The image itself touches on everything from a scorched earth, to climate refugees, perhaps even to the avoidance of infection. (Sharon Singer has other creepily premonitory paintings of people socialising with face masks in outdoor settings.) It also suggests space exploration; a sense of adventure; threat and fragility; the ludicrousness and the tenacity of so much human aspiration. Yet it also seems like someone else’s dream of my past.
The child in the painting could be my dark-haired little sister, her sweetly rounded limbs when she was under five. She could be in a child’s androgynous, asexual version of the strange gift overalls from the 1980s: a little like a child dressing up as a superhero. The image brings back memories of our guinea pigs: we sometimes carried them in the kind of pet transport cage seen in the painting, and of course, they tried to escape us. It brings back the time well before them, when I tried to run away, with a small, brown, ginger-nut textured zip-up school-case. (I sat happily on a street corner, telling the adults in a car that stopped to ask if I was all right, that I had left home forever. I had a book, a warm jersey, a toy rabbit and maybe an apple so I was going to be fine.)
The small child astronaut in the image, with her long, untied shoelace (such a loving, funny, apt detail) trails its own clouds of meaning: vulnerability, inattention, slap-dash, innocence, the tiny hazards that persist amidst the colossal breaks from the norm and the known.
Those shoes and the carry-case also make me think of my sons, their pet rabbits, my boys’ laces trailing like mouse-tails, the constant reminder, you’ll trip up! (I would still be saying it on the moon, on Mars, on the moons of Mars … ).

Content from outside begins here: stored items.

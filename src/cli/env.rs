use clap::Parser;
use std::path::PathBuf;

use super::commands::Commands;
use super::output::OutputFormat;
use crate::config::LogFormat;

#[derive(Parser)]
#[command(author, version, about, long_about = None)]
#[command(propagate_version = true)]
pub struct CliArgs {
    /// Configuration file path
    #[arg(short, long, value_name = "FILE")]
    pub config: Option<PathBuf>,

    /// Log level
    #[arg(short, long, default_value = "info")]
    pub log_level: String,

    /// Log line format; defaults to the config file's setting
    #[arg(long, value_enum)]
    pub log_format: Option<LogFormatArg>,

    /// Enable debug mode
    #[arg(short, long)]
    pub debug: bool,

    /// Output format
    #[arg(short, long, default_value = "human")]
    pub output: OutputFormat,

    #[command(subcommand)]
    pub command: Commands,
}

#[derive(Clone, Copy, Debug, clap::ValueEnum)]
pub enum LogFormatArg {
    Text,
    Json,
}

impl From<LogFormatArg> for LogFormat {
    fn from(arg: LogFormatArg) -> Self {
        match arg {
            LogFormatArg::Text => LogFormat::Text,
            LogFormatArg::Json => LogFormat::Json,
        }
    }
}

None of this has anything to do with a husband in the 1980s imagining his wife in tight-fitting, distinctly non-utilitarian coveralls. My sister points out that the gift was telling Mum she was gorgeous. Was that so out of the norm by then that it unsettled her? It seemed to set off detonations of silence, anxiety, disapproval, contraction, retreat, mystery and the unspoken — which, of course, is different from the silence.

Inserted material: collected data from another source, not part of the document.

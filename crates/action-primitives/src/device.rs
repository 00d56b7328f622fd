//! Device port
//!
//! The executor drives a device through this trait only. How input is
//! physically delivered (accessibility service, adb, simulator bridge) is the
//! implementor's concern.

use async_trait::async_trait;
use perceiver_structural::{ScreenSource, UiElement};
use serde::{Deserialize, Serialize};
use std::fmt;
use std::str::FromStr;
use std::time::Duration;
use uiscript_core_types::Bounds;

use crate::errors::DeviceError;

/// Element an input is delivered to
#[derive(Debug, Clone, PartialEq, Eq, Serialize, Deserialize)]
pub struct ElementTarget {
    pub element_id: String,
    pub bounds: Bounds,
}

impl From<&UiElement> for ElementTarget {
    fn from(element: &UiElement) -> Self {
        Self {
            element_id: element.id.clone(),
            bounds: element.bounds,
        }
    }
}

/// Direction of one scroll unit
#[derive(Debug, Clone, Copy, PartialEq, Eq, Hash, Serialize, Deserialize, Default)]
#[serde(rename_all = "lowercase")]
pub enum ScrollDirection {
    Up,
    #[default]
    Down,
    Left,
    Right,
}

impl ScrollDirection {
    pub fn as_str(&self) -> &'static str {
        match self {
            ScrollDirection::Up => "up",
            ScrollDirection::Down => "down",
            ScrollDirection::Left => "left",
            ScrollDirection::Right => "right",
        }
    }
}

impl fmt::Display for ScrollDirection {
    fn fmt(&self, f: &mut fmt::Formatter<'_>) -> fmt::Result {
        f.write_str(self.as_str())
    }
}

impl FromStr for ScrollDirection {
    type Err = String;

    fn from_str(s: &str) -> Result<Self, Self::Err> {
        match s.to_ascii_lowercase().as_str() {
            "up" => Ok(ScrollDirection::Up),
            "down" => Ok(ScrollDirection::Down),
            "left" => Ok(ScrollDirection::Left),
            "right" => Ok(ScrollDirection::Right),
            other => Err(format!("unknown scroll direction '{other}'")),
        }
    }
}

/// Live device session
///
/// One in-flight call per run at a time; the engine's sequential step model
/// guarantees this, so implementations need no extra locking for ordering.
/// Calls that have started are allowed to finish even if the run is
/// cancelled meanwhile.
#[async_trait]
pub trait Device: ScreenSource {
    async fn tap(&self, target: &ElementTarget) -> Result<(), DeviceError>;

    async fn long_press(&self, target: &ElementTarget, duration: Duration) -> Result<(), DeviceError>;

    /// Remove all text from an editable element
    async fn clear(&self, target: &ElementTarget) -> Result<(), DeviceError>;

    async fn type_text(&self, target: &ElementTarget, text: &str) -> Result<(), DeviceError>;

    /// Scroll the screen by one unit
    async fn scroll(&self, direction: ScrollDirection) -> Result<(), DeviceError>;
}
use clap::Subcommand;

use super::read_screen::ReadScreenArgs;
use super::resolve::ResolveArgs;
use super::run::RunArgs;
use super::validate::ValidateArgs;

#[derive(Subcommand, Clone)]
pub enum Commands {
    /// Run a script against a fixture device
    Run(RunArgs),

    /// Check a script against the script schema
    Validate(ValidateArgs),

    /// Resolve a selector against a screen file
    Resolve(ResolveArgs),

    /// Render a screen file as read_screen would
    ReadScreen(ReadScreenArgs),
}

But what if our real life is lived in the silences? The thoughts, and the in-between-the-thoughts, not what we manage to put into words? What we intuit, intimate. (The visual arts and music can both exquisitely, expertly, seep into and explore these interstices, I think.)

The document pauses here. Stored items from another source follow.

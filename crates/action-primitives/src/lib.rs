//! Action executor
//!
//! This crate provides the single-action building blocks a script step runs:
//! - 7 primitives: tap, long_press, clear, type, read_screen, scroll_to_find, wait
//! - a `Device` port the primitives drive, plus a deterministic fixture device
//! - typed failures (`NoTarget`, `AmbiguousTarget`, `NotFound`, `Timeout`,
//!   `DeviceError`, `Cancelled`) instead of errors

pub mod device;
pub mod errors;
pub mod fixture;
mod primitives;
pub mod types;

pub use device::*;
pub use errors::*;
pub use fixture::{DeviceEvent, FixtureDevice, FixtureFile, FixtureSpec, FixtureTransition};
pub use primitives::*;
pub use types::*;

The people close to us can never truly know us, and we can never truly know them. Maybe real love is when you feel you do understand the silences — when it’s in what you don’t say that you agree to meet. What if the person you share that with isn’t someone you live with? Or, to complicate things, what if the main way you fight in a family is actually the silent treatment, when it seems as if you are all wearing opaque glass masks, air-locked in the head-gear of your own hurt and anger?
It doesn’t make sense that this dumpy little cosmonaut with her luggage, her pet travel crate, her heedlessly undone basketball boot, brings back memories of my tall, slender mother standing in front of a full-length mirror, looking intent and also a little crushed, trying to smooth her stomach and hips away as she strokes the fabric over the planes and curves of her body.
But what does, what does, when your father buys your mother a parachute suit, a flight suit, a jumpsuit, and then reels with shock, when finally, she makes the leap, she bails, she decides to leave?